Reunidos no Seminário Crítico da Reforma Penal organizado pela Escola da
Magistratura do Rio de Janeiro e Secretaria de Assuntos Legislativos do
Ministério da Justiça entre os dias 11 e 13 de setembro de 2012, juristas de
todo o Brasil dedicaram-se à análise crítica do Projeto de Lei do Senado n.
236, que propõe um novo Código Pen
al para o país.
Os trabalhos apresentados e discutidos no Seminário demonstraram, sem exceção,
inúmeras deficiências teóricas no Projeto, em boa medida resultado da
equivocada e acrítica incorporação de critérios jurisprudenciais de imputação
em detrimento à dogmática penal mais avançada, tanto em termos técnicos quanto
democráticos.
A notável pobreza teórica do Projeto, constatada por unanimidade, precisa ser
destacada porque implica maior dificuldade na tentativa de controle democrático
da competência punitiva do Estado. Assim é que, por suas falhas, o Projeto
afasta o Direito Penal simultaneamente da Ciência e da Cidadania, isto é, não
só se opõe ao saber jurídico, mas também ao soberano poder popular.

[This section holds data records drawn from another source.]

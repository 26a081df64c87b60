use anyhow::{Context, Result};
use std::io::Write;
use std::path::Path;

/// Output encodings for the display matrix.
#[derive(Debug, Clone, Copy, PartialEq, Eq)]
pub enum Format {
    /// Array-of-columns JSON, the same shape a precomputed-frequencies
    /// consumer expects.
    Json,
    /// Binary PGM (P5) grayscale image.
    Pgm,
}

impl Format {
    /// Pick a format from the output file extension; anything but `.pgm`
    /// falls back to JSON.
    pub fn from_path(path: &Path) -> Self {
        match path.extension().and_then(|e| e.to_str()) {
            Some("pgm") => Self::Pgm,
            _ => Self::Json,
        }
    }
}

pub fn write_matrix(path: &Path, matrix: &[Vec<u8>], format: Format) -> Result<()> {
    let bytes = match format {
        Format::Json => serde_json::to_vec(matrix).context("Failed to encode matrix as JSON")?,
        Format::Pgm => encode_pgm(matrix),
    };
    std::fs::write(path, bytes)
        .with_context(|| format!("Failed to write output file: {}", path.display()))
}

/// Encode the matrix as a binary PGM image.
///
/// One pixel per intensity, brightness inverted (louder is darker) and rows
/// flipped so the lowest frequency sits at the bottom of the image.
fn encode_pgm(matrix: &[Vec<u8>]) -> Vec<u8> {
    let width = matrix.len();
    let height = matrix.first().map_or(0, Vec::len);

    let mut out = Vec::with_capacity(width * height + 32);
    // write! to a Vec<u8> cannot fail
    let _ = write!(out, "P5\n{width} {height}\n255\n");

    for row in (0..height).rev() {
        for column in matrix {
            out.push(255 - column[row]);
        }
    }
    out
}

#[cfg(test)]
mod tests {
    use super::*;
    use std::path::PathBuf;

    #[test]
    fn format_follows_the_extension() {
        assert_eq!(Format::from_path(&PathBuf::from("out.pgm")), Format::Pgm);
        assert_eq!(Format::from_path(&PathBuf::from("out.json")), Format::Json);
        assert_eq!(Format::from_path(&PathBuf::from("out")), Format::Json);
    }

    #[test]
    fn pgm_header_and_orientation() {
        // Two columns, two bins. Bin 1 (high freq) must come first.
        let matrix = vec![vec![0u8, 255], vec![100, 55]];
        let pgm = encode_pgm(&matrix);

        let header = b"P5\n2 2\n255\n";
        assert_eq!(&pgm[..header.len()], &header[..]);
        // Row order: bin 1 of both columns, then bin 0; values inverted.
        assert_eq!(&pgm[header.len()..], &[0u8, 200, 255, 155][..]);
    }
}
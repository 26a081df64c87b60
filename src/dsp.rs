pub mod fft;
pub mod resample;
pub mod spectrogram;
pub mod window;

A proposta revela, contudo, problemas ainda mais graves. Longe de inaugurar um marco
no Direito Penal brasileiro, o Projeto é profundamente anacrônico, como revela
uma análise sistêmica. É evidente seu compromisso ideológico com a ultrapassada
política de defesa social, própria do Estado de Polícia e, portanto,
absolutamente incompatível com o Estado Democrático de Direito.
A aposta na pena privativa de liberdade para repressão e prevenção da
criminalidade que propõe é, provavelmente, o reflexo mais claro desta natureza
punitivista do Projeto que, para piorar, abre mão de alternativas
desencarceradoras em favor da prisão, cujo fracasso para fins de
ressocialização foi exaustiva e reiteradamente demonstrado pela teoria – a
mesma teoria que a Comissão responsável pela elaboração do texto decidiu,
convenientemente, ignorar.
Diante de um sistema de justiça criminal sobrecarregado, seletivo e desumano –
sobretudo no que se refere à execução penal, em toda sua miséria real – esta
contraditória reafirmação da pena é radicalmente antidemocrática, porque agrava
o já terrível drama carcerário. Mas se a grave violação dos direitos
fundamentais decorrente da eventual aprovação do Projeto de Código não for
argumento suficiente para rejeitá-lo, importaria notar ainda o substancial
aumento do custo social, político e econômico do sistema de justiça criminal –
notadamente, do sistema penitenciário – que determinaria.
Em síntese, o Projeto de Lei do Senado n. 236 é incompatível com a promoção do
ideal republicano de uma sociedade mais livre, justa e solidária. E seja pela
quantidade de defeitos que apresenta ou por seu pernóstico compromisso
ideológico com a repressão, o fato é que o Projeto não pode – nem deve – ser
reparado mediante supressão, modificação ou acréscimos.
Somente a radical negação da proposta, como um todo, é admissível. Esta é a
conclusão dos juristas que abaixo subscrevem.
Rio de Janeiro, 13 de setembro de 2012.